In view of the above, it is necessary to provide a nondestructive testing and evaluating method for corrosion of a lightning receptor, which is suitable for lightning receptors made of different materials and can provide more accurate evaluation of the degree of corrosion.

Disclosure of Invention

The invention aims to provide a nondestructive corrosion detection and evaluation method for a lightning receptor, which can be suitable for lightning receptors of different materials and can provide more accurate corrosion degree evaluation.

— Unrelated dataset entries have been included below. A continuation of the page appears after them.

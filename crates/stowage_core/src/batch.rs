//! Multi-write batches committed in one transaction.

use crate::database::{in_line_key, Database, HostTxn};
use crate::error::{StoreError, StoreResult};
use crate::request::{self, Request};
use std::collections::BTreeSet;
use stowage_codec::{Key, Value};
use stowage_host::{HostError, HostTransaction, StorageHost, TransactionMode};
use tracing::debug;

#[derive(Debug, Clone)]
enum BatchWrite {
    Add {
        collection: String,
        record: Value,
        key: Option<Key>,
    },
    Put {
        collection: String,
        record: Value,
        key: Option<Key>,
    },
    Delete {
        collection: String,
        key: Key,
    },
}

impl BatchWrite {
    fn collection(&self) -> &str {
        match self {
            Self::Add { collection, .. } | Self::Put { collection, .. } | Self::Delete { collection, .. } => {
                collection
            }
        }
    }

    fn operation(&self) -> &'static str {
        match self {
            Self::Add { .. } => "add",
            Self::Put { .. } => "put",
            Self::Delete { .. } => "delete",
        }
    }
}

/// Result of one write in a committed batch.
#[derive(Debug, Clone, PartialEq, Eq)]
pub enum BatchOutcome {
    /// The record was stored under this key.
    Stored(Key),
    /// The key was deleted (or was already absent).
    Deleted,
}

impl BatchOutcome {
    /// Key a record was stored under, if this was an add or put.
    #[must_use]
    pub fn key(&self) -> Option<&Key> {
        match self {
            Self::Stored(key) => Some(key),
            Self::Deleted => None,
        }
    }
}

enum Pending {
    Stored(Request<Key>),
    Deleted(Request<()>),
}

/// Writes over one or more collections that commit together or not at all.
///
/// Built with [`Database::batch`].
#[must_use = "a batch does nothing until committed"]
pub struct Batch<'a, H: StorageHost> {
    db: &'a Database<H>,
    writes: Vec<BatchWrite>,
}

impl<'a, H: StorageHost> Batch<'a, H> {
    pub(crate) fn new(db: &'a Database<H>) -> Self {
        Self {
            db,
            writes: Vec::new(),
        }
    }

    /// Queues an insert.
    pub fn add(mut self, collection: impl Into<String>, record: Value) -> Self {
        self.writes.push(BatchWrite::Add {
            collection: collection.into(),
            record,
            key: None,
        });
        self
    }

    /// Queues an insert under an explicit key.
    pub fn add_with_key(mut self, collection: impl Into<String>, key: impl Into<Key>, record: Value) -> Self {
        self.writes.push(BatchWrite::Add {
            collection: collection.into(),
            record,
            key: Some(key.into()),
        });
        self
    }

    /// Queues an upsert.
    pub fn put(mut self, collection: impl Into<String>, record: Value) -> Self {
        self.writes.push(BatchWrite::Put {
            collection: collection.into(),
            record,
            key: None,
        });
        self
    }

    /// Queues an upsert under an explicit key.
    pub fn put_with_key(mut self, collection: impl Into<String>, key: impl Into<Key>, record: Value) -> Self {
        self.writes.push(BatchWrite::Put {
            collection: collection.into(),
            record,
            key: Some(key.into()),
        });
        self
    }

    /// Queues a delete.
    pub fn delete(mut self, collection: impl Into<String>, key: impl Into<Key>) -> Self {
        self.writes.push(BatchWrite::Delete {
            collection: collection.into(),
            key: key.into(),
        });
        self
    }

    /// Number of queued writes.
    #[must_use]
    pub fn len(&self) -> usize {
        self.writes.len()
    }

    /// Returns true if nothing is queued.
    #[must_use]
    pub fn is_empty(&self) -> bool {
        self.writes.is_empty()
    }

    /// Applies all writes in one read-write transaction.
    ///
    /// Returns one outcome per write, in the order they were queued.
    ///
    /// # Errors
    ///
    /// The first failing write's error, mapped as for the single-record
    /// operations. Nothing from the batch is applied.
    pub async fn commit(self) -> StoreResult<Vec<BatchOutcome>> {
        let Some(first) = self.writes.first() else {
            return Ok(Vec::new());
        };
        let first_collection = first.collection().to_string();

        let scope: BTreeSet<&str> = self.writes.iter().map(BatchWrite::collection).collect();
        let scope: Vec<&str> = scope.into_iter().collect();
        let txn = self
            .db
            .begin("batch", &first_collection, &scope, TransactionMode::ReadWrite)?;

        let mut issued = Vec::with_capacity(self.writes.len());
        for write in &self.writes {
            let pending = match write {
                BatchWrite::Add {
                    collection,
                    record,
                    key,
                } => {
                    let (cb, pending) = request::request();
                    txn.add(collection, record.clone(), key.clone(), cb);
                    Pending::Stored(pending)
                }
                BatchWrite::Put {
                    collection,
                    record,
                    key,
                } => {
                    let (cb, pending) = request::request();
                    txn.put(collection, record.clone(), key.clone(), cb);
                    Pending::Stored(pending)
                }
                BatchWrite::Delete { collection, key } => {
                    let (cb, pending) = request::request();
                    txn.delete(collection, key, cb);
                    Pending::Deleted(pending)
                }
            };
            issued.push(pending);
        }

        let mut outcomes = Vec::with_capacity(issued.len());
        for (write, pending) in self.writes.iter().zip(issued) {
            let result = match pending {
                Pending::Stored(stored) => stored.await.map(BatchOutcome::Stored),
                Pending::Deleted(deleted) => deleted.await.map(|()| BatchOutcome::Deleted),
            };
            match result {
                Ok(outcome) => outcomes.push(outcome),
                Err(err) => {
                    txn.abort();
                    return Err(self.write_error(&txn, write, err));
                }
            }
        }

        let (cb, committed) = request::request();
        txn.commit(cb);
        if let Err(err) = committed.await {
            let overwrite = !self
                .writes
                .iter()
                .any(|w| matches!(w, BatchWrite::Add { .. }));
            return Err(self
                .db
                .write_failed("batch", &first_collection, None, overwrite, err));
        }

        debug!(writes = outcomes.len(), collections = scope.len(), "committed batch");
        Ok(outcomes)
    }

    fn write_error(
        &self,
        txn: &HostTxn<H>,
        write: &BatchWrite,
        err: HostError,
    ) -> StoreError {
        let collection = write.collection();
        match write {
            BatchWrite::Add { record, key, .. } => {
                let known = key.clone().or_else(|| in_line_key(txn, collection, record));
                self.db
                    .write_failed(write.operation(), collection, known, false, err)
            }
            BatchWrite::Put { .. } | BatchWrite::Delete { .. } => {
                self.db.failed(write.operation(), collection, err)
            }
        }
    }
}

impl<H: StorageHost> std::fmt::Debug for Batch<'_, H> {
    fn fmt(&self, f: &mut std::fmt::Formatter<'_>) -> std::fmt::Result {
        f.debug_struct("Batch")
            .field("database", &self.db.name())
            .field("writes", &self.writes)
            .finish()
    }
}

In order to achieve the above object, the present invention provides a nondestructive testing and evaluating method for rust of a lightning receptor, comprising the steps of:

removing the rust layer to expose the original metal surface of the lightning receptor;

selecting a proper sprayer according to the size of the rust area, selecting an electric sprayer by large-area rust and selecting a manual sprayer by small-area rust;

measuring a section;

report writing.

Wherein, in the step of removing the rust layer to expose the original metal surface of the lightning receptor:

the manner of removing the rust layer includes physical polishing and chemical treatment.

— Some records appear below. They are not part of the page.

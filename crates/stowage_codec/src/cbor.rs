//! CBOR encoding of record values.

use crate::error::{CodecError, CodecResult};
use crate::value::Value;

/// Encode a value to canonical CBOR bytes.
///
/// Map entries are written in the canonical order that [`Value`] maintains
/// and integers use their shortest form, so equal values always produce
/// identical bytes.
///
/// # Errors
///
/// Returns an error if the underlying writer fails.
pub fn to_cbor(value: &Value) -> CodecResult<Vec<u8>> {
    let mut buffer = Vec::new();
    ciborium::into_writer(value, &mut buffer)
        .map_err(|e| CodecError::encoding_failed(e.to_string()))?;
    Ok(buffer)
}

/// Decode a value from CBOR bytes.
///
/// # Errors
///
/// Returns an error if the bytes are not valid CBOR or contain floats or
/// integers outside the `i64` range.
pub fn from_cbor(bytes: &[u8]) -> CodecResult<Value> {
    ciborium::from_reader(bytes).map_err(|e| CodecError::decoding_failed(e.to_string()))
}
//! Bridges `IDBRequest` events onto host callbacks.

use crate::error::{host_error, request_error};
use std::cell::RefCell;
use std::rc::Rc;
use stowage_host::{Callback, HostResult};
use wasm_bindgen::prelude::*;
use wasm_bindgen::JsCast;
use web_sys::{Event, IdbRequest};

pub(crate) type Listener = Closure<dyn FnMut(Event)>;

type Read<T> = Box<dyn FnOnce(JsValue) -> HostResult<T>>;

struct Pending<T> {
    callback: Callback<T>,
    read: Read<T>,
    listeners: [Listener; 2],
}

type Slot<T> = Rc<RefCell<Option<Pending<T>>>>;

/// Delivers the outcome of `request` to `callback` exactly once.
///
/// `read` converts the request's result on success. The listeners are
/// released after the first event.
pub(crate) fn listen<T, F>(request: &IdbRequest, callback: Callback<T>, read: F)
where
    T: 'static,
    F: FnOnce(JsValue) -> HostResult<T> + 'static,
{
    let slot: Slot<T> = Rc::new(RefCell::new(None));

    let on_success = {
        let slot = Rc::clone(&slot);
        let request = request.clone();
        Closure::<dyn FnMut(Event)>::new(move |_event: Event| settle(&slot, &request, true))
    };
    let on_error = {
        let slot = Rc::clone(&slot);
        let request = request.clone();
        Closure::<dyn FnMut(Event)>::new(move |_event: Event| settle(&slot, &request, false))
    };
    request.set_onsuccess(Some(on_success.as_ref().unchecked_ref()));
    request.set_onerror(Some(on_error.as_ref().unchecked_ref()));

    *slot.borrow_mut() = Some(Pending {
        callback,
        read: Box::new(read),
        listeners: [on_success, on_error],
    });
}

fn settle<T>(slot: &Slot<T>, request: &IdbRequest, succeeded: bool) {
    let Some(pending) = slot.borrow_mut().take() else {
        return;
    };
    request.set_onsuccess(None);
    request.set_onerror(None);

    let Pending {
        callback,
        read,
        listeners,
    } = pending;
    let result = if succeeded {
        request.result().map_err(|e| host_error(&e)).and_then(read)
    } else {
        Err(request_error(request))
    };
    callback(result);
    drop(listeners);
}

Wherein, in the step of removing the rust layer and exposing the original metal surface of the lightning receptor, the physical polishing mode is as follows:

selecting sand paper and file with proper thickness, and adjusting polishing strength according to the rust degree;

gradually polishing until the metal surface is bright, and simultaneously taking care to avoid causing additional damage to the metal.

Wherein, in the step of removing the rust layer and exposing the original metal surface of the lightning receptor, the chemical treatment method is as follows:

preparing oxalic acid solution, and paying attention to the proportion to avoid corrosion to metal;

in a ventilated and safe environment, soaking the lightning receptor into the solution, and checking the removal condition of the rust layer at regular time;

the receptor is washed and dried.

Wherein, after selecting suitable atomizer according to corrosion area size, large tracts of land corrosion selects electric atomizer, and the step of small tracts of land corrosion selects manual atomizer:

under the safety measures, chemical solvents are uniformly sprayed to the rusted parts, and people are prevented from being hurt by solvent splashing;

and (5) observing the reaction condition of the rust layer, and repeatedly spraying the chemical solvent until the rust layer is completely removed.

Wherein, in the step of section measurement, the measurement process is as follows:

using a high-precision vernier caliper to perform multipoint measurement on each part of the flash memory under sufficient light;

recording the size of each measuring point, and taking the average value as a final measuring result;

recording measurement data by using a lightning protection detection original form;

comparing the dimensional changes before and after the rust, and evaluating the influence of the rust on the performance of the flash device;

creating a mathematical model;

and (3) using a mathematical model, and simultaneously analyzing data by using a statistical method to judge the influence of corrosion on structural integrity.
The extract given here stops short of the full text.